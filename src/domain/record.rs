use serde::{Deserialize, Serialize};

use super::ids::{CommunityId, ParticipantId};

/// Identifies one participant inside one community.
///
/// XP records, cooldown buckets and accrual locks are all keyed by this pair.
#[derive(Debug, Clone, Copy, PartialEq, Eq, Hash, Serialize, Deserialize)]
pub struct ParticipantKey {
    pub participant: ParticipantId,
    pub community: CommunityId,
}

impl ParticipantKey {
    pub fn new(participant: ParticipantId, community: CommunityId) -> Self {
        Self {
            participant,
            community,
        }
    }
}

/// Persisted XP state for one (participant, community) pair
#[derive(Debug, Clone, PartialEq, Eq, Serialize, Deserialize)]
pub struct ParticipantXpRecord {
    pub participant_id: ParticipantId,
    pub community_id: CommunityId,
    pub xp_total: u64,
    pub banned: bool,
}
//! Leaderboard command implementation

use anyhow::Result;

use maelstrom::config::Config;
use maelstrom::store::{SqliteStore, StandingsQuery};
use maelstrom::CommunityId;

use super::rank::community_config;

/// Show the top participants of a community
pub async fn leaderboard_command(
    config: &Config,
    community: CommunityId,
    limit: Option<usize>,
) -> Result<()> {
    let store = SqliteStore::open(&config.database_path())?;
    let community_config = community_config(&store, community).await?;
    let limit = limit.unwrap_or(config.settings.leaderboard_size);

    let board = StandingsQuery::new(store).leaderboard(community, &community_config, limit)?;
    if board.is_empty() {
        println!("No participants found.");
        return Ok(());
    }

    println!("Leaderboard for community {} ({}):\n", community, board.len());
    for standing in board {
        println!(
            "  #{:<4} {:<20} level {:<4} {} XP",
            standing.rank, standing.participant_id.get(), standing.level, standing.xp
        );
    }

    Ok(())
}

= Instructions to follow =
Select every line in the material above where the string "CommunityId" occurs, and copy it.

= Written solution =
use super::ids::{CommunityId, ParticipantId};
    pub community: CommunityId,
    pub fn new(participant: ParticipantId, community: CommunityId) -> Self {
    pub community_id: CommunityId,
use maelstrom::CommunityId;
    community: CommunityId,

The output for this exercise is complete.